== Segment start ==

use crate::reports;
use clap::Args;
use keygrade::config::{GradeParams, InputPaths, BLEND_COLUMN};
use keygrade::diagnostics::MissingLetters;
use keygrade::error::GradeResult;
use keygrade::scorer::{GradeTable, Grader};
use serde::Serialize;
use tracing::{info, warn};

/// `--json` output: the grade table plus the missing-letter diagnostic.
#[derive(Serialize)]
struct JsonReport<'a> {
    grades: &'a GradeTable,
    missing_letters: &'a [MissingLetters],
}

#[derive(Args, Debug, Clone)]
pub struct GradeArgs {
    #[command(flatten)]
    pub params: GradeParams,
}

pub fn run(args: GradeArgs, paths: &InputPaths) -> GradeResult<()> {
    let params = args.params;
    info!("Loading config: {}", paths.config.display());
    info!("Loading stats: {}", paths.stats.display());
    let grader = Grader::new(paths, &params.ignore_chars)?;

    let mut missing = grader.missing_letters();
    for m in &missing {
        let letters: String = m.letters.iter().collect();
        warn!(
            "Layout '{}' has no key for '{}'; their bigrams count 0.",
            m.layout, letters
        );
    }

    let mut table = grader.grade_all();
    if let Some(weights) = params.blend_weights()? {
        table.add_blend(BLEND_COLUMN, &weights)?;
    }

    let sort_column = params
        .sort_by
        .clone()
        .or_else(|| table.languages.first().cloned());
    if let Some(language) = sort_column {
        table.sort_by(&language)?;
    }

    table.hide(&params.hidden_languages());
    if let Some(filter) = &params.layout {
        table.retain_layouts(filter);
        let needle = filter.to_lowercase();
        missing.retain(|m| m.layout.to_lowercase().contains(&needle));
    }

    if params.json {
        let report = JsonReport {
            grades: &table,
            missing_letters: &missing,
        };
        println!("{}", serde_json::to_string_pretty(&report)?);
        return Ok(());
    }

    if table.rows.is_empty() {
        println!("No layouts found matching criteria.");
        return Ok(());
    }
    if !missing.is_empty() {
        reports::print_missing_letters(&missing);
    }
    reports::print_grade_table(&table);
    Ok(())
}
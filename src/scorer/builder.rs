use super::matrix::CostMatrix;
use super::model::ErgonomicModel;
use super::Grader;
use crate::error::{GradeError, GradeResult};
use crate::frequency::FrequencyTable;
use crate::loader::ConfigTables;
use std::io::Read;
use std::path::Path;
use tracing::debug;

/// Collects configuration tables and frequency statistics, then validates
/// every (bigram, layout) cost before handing out a `Grader`.
#[derive(Debug, Default)]
pub struct GraderBuilder {
    tables: Option<ConfigTables>,
    frequencies: Option<FrequencyTable>,
    ignore_chars: String,
}

impl GraderBuilder {
    pub fn new() -> Self {
        Self::default()
    }

    pub fn with_config(mut self, tables: ConfigTables) -> Self {
        self.tables = Some(tables);
        self
    }

    pub fn with_config_from_str(self, text: &str) -> GradeResult<Self> {
        Ok(self.with_config(ConfigTables::parse(text)?))
    }

    pub fn with_config_from_file<P: AsRef<Path>>(self, path: P) -> GradeResult<Self> {
        Ok(self.with_config(ConfigTables::load(path)?))
    }

    pub fn with_frequencies(mut self, table: FrequencyTable) -> Self {
        self.frequencies = Some(table);
        self
    }

    pub fn with_frequencies_from_reader<R: Read>(self, reader: R) -> GradeResult<Self> {
        Ok(self.with_frequencies(FrequencyTable::from_reader(reader)?))
    }

    pub fn with_frequencies_from_file<P: AsRef<Path>>(self, path: P) -> GradeResult<Self> {
        Ok(self.with_frequencies(FrequencyTable::load(path)?))
    }

    /// Bigrams containing any of these characters are dropped before grading.
    pub fn ignore_chars(mut self, chars: &str) -> Self {
        self.ignore_chars = chars.to_string();
        self
    }

    pub fn build(self) -> GradeResult<Grader> {
        let tables = self.tables.ok_or_else(|| {
            GradeError::Config("No layout configuration supplied".to_string())
        })?;
        let raw = self.frequencies.ok_or_else(|| {
            GradeError::Config("No frequency table supplied".to_string())
        })?;

        let frequencies = if self.ignore_chars.is_empty() {
            raw
        } else {
            raw.without_chars(&self.ignore_chars)
        };

        let model = ErgonomicModel::new(tables.keys, tables.penalties);
        let costs = CostMatrix::compute(&model, &tables.layouts, frequencies.bigrams())?;
        debug!(
            "Grader ready: {} layouts x {} bigrams x {} languages",
            tables.layouts.len(),
            frequencies.len(),
            frequencies.languages().len()
        );

        Ok(Grader {
            model,
            layouts: tables.layouts,
            frequencies,
            costs,
        })
    }
}
use criterion::{criterion_group, criterion_main, Criterion};
use keygrade::frequency::{Bigram, FrequencyTable};
use keygrade::loader::ConfigTables;
use keygrade::scorer::{CostMatrix, ErgonomicModel, Grader, GraderBuilder};
use std::hint::black_box;

const CONFIG: &str = include_str!("../data/config.txt");

/// Every ordered pair of lowercase letters, with two synthetic languages.
fn all_pairs() -> FrequencyTable {
    let letters: Vec<char> = ('a'..='z').collect();
    let mut rows = Vec::new();
    for (i, &a) in letters.iter().enumerate() {
        for (j, &b) in letters.iter().enumerate() {
            let f = ((i * 26 + j) % 97) as f64 / 10_000.0;
            rows.push((Bigram::new(a, b), vec![f, 0.01 - f / 2.0]));
        }
    }
    FrequencyTable::from_rows(vec!["xx".to_string(), "yy".to_string()], rows)
        .expect("Failed to build frequency table")
}

fn setup_grader() -> Grader {
    GraderBuilder::new()
        .with_config_from_str(CONFIG)
        .expect("Failed to parse config")
        .with_frequencies(all_pairs())
        .build()
        .expect("Failed to build grader")
}

fn criterion_benchmark(c: &mut Criterion) {
    let grader = setup_grader();
    c.bench_function("grade_all (3 layouts x 676 bigrams)", |b| {
        b.iter(|| black_box(&grader).grade_all())
    });

    let tables = ConfigTables::parse(CONFIG).expect("Failed to parse config");
    let model = ErgonomicModel::new(tables.keys.clone(), tables.penalties.clone());
    let freqs = all_pairs();
    c.bench_function("cost_matrix (3 layouts x 676 bigrams)", |b| {
        b.iter(|| CostMatrix::compute(black_box(&model), &tables.layouts, freqs.bigrams()))
    });
}

criterion_group!(benches, criterion_benchmark);
criterion_main!(benches);
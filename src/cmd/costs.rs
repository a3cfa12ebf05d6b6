use crate::reports;
use clap::Args;
use keygrade::config::{InputPaths, DEFAULT_IGNORE_CHARS};
use keygrade::error::GradeResult;
use keygrade::scorer::Grader;

#[derive(Args, Debug, Clone)]
pub struct CostsArgs {
    /// Exact layout name
    #[arg(short, long)]
    pub layout: String,

    #[arg(long, default_value = "en")]
    pub language: String,

    /// Show only the N largest contributions (0 = all)
    #[arg(short, long, default_value_t = 20)]
    pub top: usize,

    #[arg(long, default_value = DEFAULT_IGNORE_CHARS)]
    pub ignore_chars: String,
}

pub fn run(args: CostsArgs, paths: &InputPaths) -> GradeResult<()> {
    let grader = Grader::new(paths, &args.ignore_chars)?;
    let layout = grader.layout(&args.layout)?;
    let grade = grader.grade(&args.layout, &args.language)?;
    let mut rows = grader.breakdown(&args.layout, &args.language)?;
    if args.top > 0 {
        rows.truncate(args.top);
    }

    reports::print_layout_grid(layout);
    reports::print_cost_breakdown(&args.layout, &args.language, grade, &rows);
    Ok(())
}
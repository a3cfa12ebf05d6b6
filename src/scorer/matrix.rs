use super::model::ErgonomicModel;
use crate::error::GradeResult;
use crate::frequency::Bigram;
use crate::layouts::LayoutSet;
use rayon::prelude::*;

/// Cost of every (layout, bigram) pair, computed once up front.
///
/// Row `i` follows layout order in the `LayoutSet`, column `j` follows
/// bigram order in the frequency table the matrix was built for.
#[derive(Debug, Clone, Default)]
pub struct CostMatrix {
    costs: Vec<Vec<f64>>,
}

impl CostMatrix {
    pub fn compute(
        model: &ErgonomicModel,
        layouts: &LayoutSet,
        bigrams: &[Bigram],
    ) -> GradeResult<Self> {
        let per_layout: Vec<GradeResult<Vec<f64>>> = layouts
            .as_slice()
            .par_iter()
            .map(|layout| {
                bigrams
                    .iter()
                    .map(|&b| model.cost(b, layout))
                    .collect()
            })
            .collect();

        // Sequential collect so the reported error is the first in layout order.
        let costs = per_layout.into_iter().collect::<GradeResult<Vec<_>>>()?;
        Ok(Self { costs })
    }

    pub fn layout_costs(&self, layout: usize) -> &[f64] {
        &self.costs[layout]
    }

    pub fn get(&self, layout: usize, bigram: usize) -> f64 {
        self.costs[layout][bigram]
    }
}
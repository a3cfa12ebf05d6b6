use crate::frequency::FrequencyTable;
use crate::layouts::LayoutSet;
use serde::Serialize;

/// Letters that occur in the frequency data but have no key on a layout.
/// Bigrams using them cost 0 there, so such a layout grades optimistically.
#[derive(Debug, Clone, PartialEq, Serialize)]
pub struct MissingLetters {
    pub layout: String,
    pub letters: Vec<char>,
}

/// One entry per layout that lacks at least one letter, in layout order.
/// Letters keep their first-seen order in the frequency table.
pub fn missing_letters(layouts: &LayoutSet, frequencies: &FrequencyTable) -> Vec<MissingLetters> {
    let letters = frequencies.letters();
    layouts
        .iter()
        .filter_map(|layout| {
            let missing: Vec<char> = letters
                .iter()
                .copied()
                .filter(|&c| !layout.contains(c))
                .collect();
            (!missing.is_empty()).then(|| MissingLetters {
                layout: layout.name().to_string(),
                letters: missing,
            })
        })
        .collect()
}
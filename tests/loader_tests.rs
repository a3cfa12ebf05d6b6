mod common;

use common::{abcd_config, PENALTY_HEADER, SAMPLE_CONFIG};
use keygrade::error::GradeError;
use keygrade::loader::{load_config, parse_config, split_sections, strip_comments, ConfigTables};
use std::io::Write;
use tempfile::NamedTempFile;

#[test]
fn test_sections_in_any_order() {
    let text = format!(
        "[layouts]\n>> abcd\na b c d\n[penalties]\n{}\n[weights]\n0 0 0 0\n[keys]\nA B C D\n",
        PENALTY_HEADER
    );
    let sections = parse_config(&text).unwrap();
    assert_eq!(sections.get("keys"), Some("A B C D"));
    assert_eq!(sections.get("weights"), Some("0 0 0 0"));
    assert_eq!(
        sections.names().collect::<Vec<_>>(),
        vec!["layouts", "penalties", "weights", "keys"]
    );
}

#[test]
fn test_blank_lines_dropped_inside_sections() {
    let sections = split_sections("[keys]\nA B\n\n   \nC D\n");
    assert_eq!(sections.get("keys"), Some("A B\nC D"));
}

#[test]
fn test_missing_section_names_the_block() {
    let text = "[keys]\nA\n[weights]\n1\n[layouts]\n>> x\na\n";
    match parse_config(text) {
        Err(GradeError::MissingSection(name)) => assert_eq!(name, "penalties"),
        other => panic!("expected MissingSection, got {:?}", other),
    }
}

#[test]
fn test_missing_section_message() {
    let err = parse_config("[keys]\nA\n").unwrap_err();
    assert_eq!(err.to_string(), "Missing block from config file: weights");
}

#[test]
fn test_commented_out_header_does_not_count() {
    let text = abcd_config([0.0; 4]).replace("[penalties]", "// [penalties]");
    assert!(matches!(
        parse_config(&text),
        Err(GradeError::MissingSection(_))
    ));
}

#[test]
fn test_block_comment_spanning_lines_is_removed() {
    let text = "[keys]\nA /* B\nC */ D\n";
    let sections = split_sections(&strip_comments(text));
    assert_eq!(sections.get("keys"), Some("A  D"));
}

#[test]
fn test_duplicate_section_first_wins() {
    let sections = split_sections("[keys]\nA B\n[keys]\nC D\n");
    assert_eq!(sections.get("keys"), Some("A B"));
    assert_eq!(sections.names().count(), 1);
}

#[test]
fn test_unknown_sections_are_kept_but_ignored() {
    let text = format!("{}\n[notes]\nanything\n", abcd_config([0.0; 4]));
    let sections = parse_config(&text).unwrap();
    assert_eq!(sections.get("notes"), Some("anything"));
    assert!(ConfigTables::from_sections(&sections).is_ok());
}

#[test]
fn test_load_config_from_file() {
    let mut file = NamedTempFile::new().unwrap();
    write!(file, "{}", abcd_config([1.0, 2.0, 3.0, 4.0])).unwrap();

    let sections = load_config(file.path()).unwrap();
    assert_eq!(sections.get("weights"), Some("1 2 3 4"));

    let tables = ConfigTables::load(file.path()).unwrap();
    assert_eq!(tables.keys.len(), 4);
    assert_eq!(tables.layouts.len(), 1);
}

#[test]
fn test_load_missing_file_is_io_error() {
    let result = load_config("definitely/not/here.txt");
    assert!(matches!(result, Err(GradeError::Io(_))));
}

#[test]
fn test_sample_config_parses() {
    let tables = ConfigTables::parse(SAMPLE_CONFIG).unwrap();
    assert_eq!(tables.keys.len(), 42);
    assert_eq!(tables.penalties.len(), 16);
    let names: Vec<&str> = tables.layouts.iter().map(|l| l.name()).collect();
    assert_eq!(names, vec!["qwerty", "colemak", "qwerty-fr"]);
}
#![allow(dead_code)]

use keygrade::config::DEFAULT_IGNORE_CHARS;
use keygrade::frequency::{Bigram, FrequencyTable};
use keygrade::keys::Finger;
use keygrade::loader::ConfigTables;
use keygrade::scorer::{ErgonomicModel, Grader, GraderBuilder};
use strum::IntoEnumIterator;

pub const SAMPLE_CONFIG: &str = include_str!("../../data/config.txt");
pub const SAMPLE_STATS: &str = include_str!("../../data/stats.csv");

pub const PENALTY_HEADER: &str = ", same_row, row_jump1, row_jump2";

/// Four keys whose side markers all differ, so no bigram is same-hand.
/// Every finger pair carries a zero penalty.
pub fn abcd_config(weights: [f64; 4]) -> String {
    let codes = Finger::iter().flat_map(|a| Finger::iter().map(move |b| format!("{}{}", a, b)));
    let zeros: Vec<String> = codes.map(|code| format!("{}, 0, 0, 0", code)).collect();
    format!(
        "[keys]\nA B C D\n\n[weights]\n{} {} {} {}\n\n[penalties]\n{}\n{}\n\n[layouts]\n>> abcd\na b c d\n",
        weights[0],
        weights[1],
        weights[2],
        weights[3],
        PENALTY_HEADER,
        zeros.join("\n")
    )
}

/// Left-hand ring key on row 2 (L10) and index key on row 3 (L19), with an
/// `ir` row_jump1 penalty of 0.5 and no `ri` entry.
pub fn index_ring_config() -> String {
    format!(
        "[keys]\nL10 L19 R16\n[weights]\n1.0 0.25 2.0\n[penalties]\n{}\nir, 0, 0.5, 0\n[layouts]\n>> hand\nb a c\n",
        PENALTY_HEADER
    )
}

pub fn frequencies(language: &str, rows: &[(&str, f64)]) -> FrequencyTable {
    FrequencyTable::from_rows(
        vec![language.to_string()],
        rows.iter()
            .map(|(b, f)| (b.parse::<Bigram>().unwrap(), vec![*f]))
            .collect(),
    )
    .unwrap()
}

pub fn bigram(s: &str) -> Bigram {
    s.parse().unwrap()
}

pub fn model_from(config: &str) -> (ErgonomicModel, ConfigTables) {
    let tables = ConfigTables::parse(config).unwrap();
    let model = ErgonomicModel::new(tables.keys.clone(), tables.penalties.clone());
    (model, tables)
}

pub fn sample_grader() -> Grader {
    GraderBuilder::new()
        .with_config_from_str(SAMPLE_CONFIG)
        .unwrap()
        .with_frequencies_from_reader(SAMPLE_STATS.as_bytes())
        .unwrap()
        .ignore_chars(DEFAULT_IGNORE_CHARS)
        .build()
        .unwrap()
}

pub fn assert_close(actual: f64, expected: f64) {
    assert!(
        (actual - expected).abs() < 1e-9,
        "expected {}, got {}",
        expected,
        actual
    );
}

== Segment end ==

[BRIEF]
Look above for the line that contains "let text = abcd_config([0.0;". Starting there, transcribe every line exactly until you have copied the line that contains "let sections = split_sections(&strip_comments(text));".

[EXERCISE RESULT]
    let text = abcd_config([0.0; 4]).replace("[penalties]", "// [penalties]");
    assert!(matches!(
        parse_config(&text),
        Err(GradeError::MissingSection(_))
    ));
}

#[test]
fn test_block_comment_spanning_lines_is_removed() {
    let text = "[keys]\nA /* B\nC */ D\n";
    let sections = split_sections(&strip_comments(text));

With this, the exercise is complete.